The project to develop the advanced suit began in 1997 when two Houston firefighters brought a badly damaged helmet to the Technology Transfer and Commercialization Office. They asked if NASA technology could offer something better and lighter than the leather design, which dates back to the 1800s. The project expanded to look at overall protection for firefighters and to development of the advanced suit.

For more information, contact Kumar Krishen at NASA Johnson Space Center. Call: 281/483-0695, E-mail: kumar.krishen1@jsc.nasa.gov Please mention you read about it in Innovation.

PROPOSALS SELECTED FOR TECHNOLOGY DEVELOPMENT

A tiny spacecraft hurtling through the darkness of space "diagnoses" and repairs its own malfunctions without waiting for instructions from home. A rover-robot scuttling across the rocky surface of a far-away planet suddenly "decides" to swerve sharply left to avoid a boulder.

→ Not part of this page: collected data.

//! `SQLite` persistence layer.

use crate::boards::BoardStore;
use crate::migrations::{self, MigrationError, CURRENT_VERSION};
use chrono::Utc;
use rusqlite::{Connection, OptionalExtension};
use std::path::Path;

/// `SQLite`-backed board store persistence.
pub struct SqliteStore {
    conn: Connection,
}

impl SqliteStore {
    /// Open or create a `SQLite` database.
    ///
    /// # Errors
    ///
    /// Returns error if database cannot be opened or initialized.
    pub fn open(path: &Path) -> Result<Self, StoreError> {
        let conn = Connection::open(path)?;
        let store = Self { conn };
        store.init_schema()?;
        Ok(store)
    }

    /// Create an in-memory database.
    ///
    /// # Errors
    ///
    /// Returns error if database cannot be created.
    pub fn in_memory() -> Result<Self, StoreError> {
        let conn = Connection::open_in_memory()?;
        let store = Self { conn };
        store.init_schema()?;
        Ok(store)
    }

    /// Initialize database schema.
    fn init_schema(&self) -> Result<(), StoreError> {
        self.conn.execute_batch(
            r"
            -- The persisted board store, one row
            CREATE TABLE IF NOT EXISTS board_store (
                id INTEGER PRIMARY KEY CHECK (id = 0),
                version INTEGER NOT NULL,
                payload TEXT NOT NULL,
                updated_at TEXT NOT NULL
            );
            ",
        )?;

        Ok(())
    }

    /// Load the board store, migrated to the current version.
    ///
    /// Returns `None` when nothing has been saved yet.
    ///
    /// # Errors
    ///
    /// Returns error if the query fails or the stored payload cannot be
    /// migrated.
    pub fn load(&self) -> Result<Option<BoardStore>, StoreError> {
        let row: Option<(u32, String)> = self
            .conn
            .query_row(
                "SELECT version, payload FROM board_store WHERE id = 0",
                [],
                |row| Ok((row.get(0)?, row.get(1)?)),
            )
            .optional()?;

        let Some((version, payload)) = row else {
            return Ok(None);
        };

        let raw: serde_json::Value = serde_json::from_str(&payload)?;
        let store = migrations::migrate(raw, version)?;
        tracing::debug!(version, boards = store.boards.len(), "Loaded board store");

        if version != CURRENT_VERSION {
            self.save(&store)?;
        }

        Ok(Some(store))
    }

    /// Save the board store at the current version.
    ///
    /// # Errors
    ///
    /// Returns error if serialization or the write fails.
    pub fn save(&self, store: &BoardStore) -> Result<(), StoreError> {
        let payload = serde_json::to_string(store)?;
        let updated_at = Utc::now().to_rfc3339();

        self.conn.execute(
            r"
            INSERT OR REPLACE INTO board_store (id, version, payload, updated_at)
            VALUES (0, ?1, ?2, ?3)
            ",
            (CURRENT_VERSION, payload, updated_at),
        )?;

        tracing::debug!(boards = store.boards.len(), "Saved board store");
        Ok(())
    }

    /// Write a raw payload at an arbitrary version.
    #[cfg(test)]
    fn save_raw(&self, version: u32, payload: &str) -> Result<(), StoreError> {
        self.conn.execute(
            "INSERT OR REPLACE INTO board_store (id, version, payload, updated_at) VALUES (0, ?1, ?2, ?3)",
            (version, payload, Utc::now().to_rfc3339()),
        )?;
        Ok(())
    }

    #[cfg(test)]
    fn stored_version(&self) -> Result<u32, StoreError> {
        Ok(self
            .conn
            .query_row("SELECT version FROM board_store WHERE id = 0", [], |row| row.get(0))?)
    }
}

/// Errors that can occur with the board store.
#[derive(Debug, thiserror::Error)]
pub enum StoreError {
    /// Database failure
    #[error("database error: {0}")]
    Sqlite(#[from] rusqlite::Error),
    /// Payload is not valid JSON for a board store
    #[error("invalid board store payload: {0}")]
    Json(#[from] serde_json::Error),
    /// Payload could not be migrated
    #[error(transparent)]
    Migration(#[from] MigrationError),
}
/// Check a selected node against a source declaration.
#[must_use]
pub fn source_status(def: &SourceDef, node: Option<&Node<Message>>) -> SourceStatus {
    let Some(node) = node else {
        return SourceStatus::Missing;
    };
    let ready = match &def.kind {
        SourceKind::Topic { types } => node
            .as_leaf()
            .is_some_and(|message| types.is_empty() || types.contains(&message.data_type())),
        SourceKind::Composite(kind) => classify_as(node, *kind) == Classification::Composite(*kind),
    };
    if ready {
        SourceStatus::Ready
    } else {
        SourceStatus::Mismatch
    }
}

/// Parse a widget's stored source strings into paths.
///
/// Empty strings are unset optional sources and are left out.
///
/// # Errors
///
/// Returns [`PathError`] for the first malformed path.
pub fn resolve_sources(sources: &BTreeMap<String, String>) -> Result<BTreeMap<String, TopicPath>, PathError> {
    sources
        .iter()
        .filter(|(_, path)| !path.is_empty())
        .map(|(name, path)| TopicPath::parse(path).map(|path| (name.clone(), path)))
        .collect()
}

/// The path a widget writes to for a source bound at `base`.
///
/// Choosers are written through their `selected` child.
///
/// # Errors
///
/// Never fails for the built-in kinds; the error is that of
/// [`TopicPath::child`].
pub fn write_target(kind: &SourceKind, base: &TopicPath) -> Result<TopicPath, PathError> {
    match kind {
        SourceKind::Composite(CompositeKind::Chooser) => base.child("selected"),
        _ => Ok(base.clone()),
    }
}

/// One button of a controller composite.
#[derive(Debug, Clone, PartialEq, Eq)]
pub struct ControllerButton {
    /// Button number
    pub number: u32,
    /// Layer the binding belongs to
    pub layer: i64,
    /// Name of the bound command
    pub command: String,
}

/// Buttons of a controller branch, ordered by number.
///
/// A button needs both `N-layer` (int) and `N-command` (string).
#[must_use]
pub fn controller_buttons(node: &Node<Message>) -> Vec<ControllerButton> {
    let Some(branch) = node.as_branch() else {
        return Vec::new();
    };

    let mut buttons: Vec<ControllerButton> = branch
        .children()
        .filter_map(|(name, child)| {
            let number = name.strip_suffix("-layer")?.parse::<u32>().ok()?;
            let layer = child.as_leaf()?.value.as_int()?;
            let command = branch
                .get(&format!("{number}-command"))?
                .as_leaf()?
                .value
                .as_str()?
                .to_string();
            Some(ControllerButton {
                number,
                layer,
                command,
            })
        })
        .collect();
    buttons.sort_by_key(|button| button.number);
    buttons
}

/// Unknown composite kind name.
#[derive(Debug, Clone, PartialEq, Eq, thiserror::Error)]
#[error("unknown composite kind: {0}")]
pub struct UnknownKind(pub String);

These scenarios could result from two of the 111 proposals NASA has selected as part of its Cross-Enterprise Technology Development Program. The agency will spend more than $120 million seeking high-payoff technologies to revolutionize future space flight systems.

Over the next one to three years, principal investigators in 30 states, chosen from a field of more than 1,200 applicants, will explore promising new ideas that could lead to the agency's achieving many of its long-range goals in space science, Earth science and human exploration of space. Forty-nine percent of the selected proposals are from universities.

The broad range of studies, to be conducted by universities, industry, and private and government laboratories will address 10 general technology areas. For example, new sensors will be developed for the gathering of previously unavailable science data from remote sources. The automation of spacecraft functions will be studied to enable complex new missions with greatly reduced human intervention. New component technologies including advanced materials, micro-devices and support systems will be developed that can significantly reduce the mass, cost and onboard resource needs of future spacecraft.

The Cross-Enterprise Technology Development Program is a primary NASA vehicle for identifying and developing revolutionary space technologies to enable future missions and stimulate new concepts for missions not yet conceived.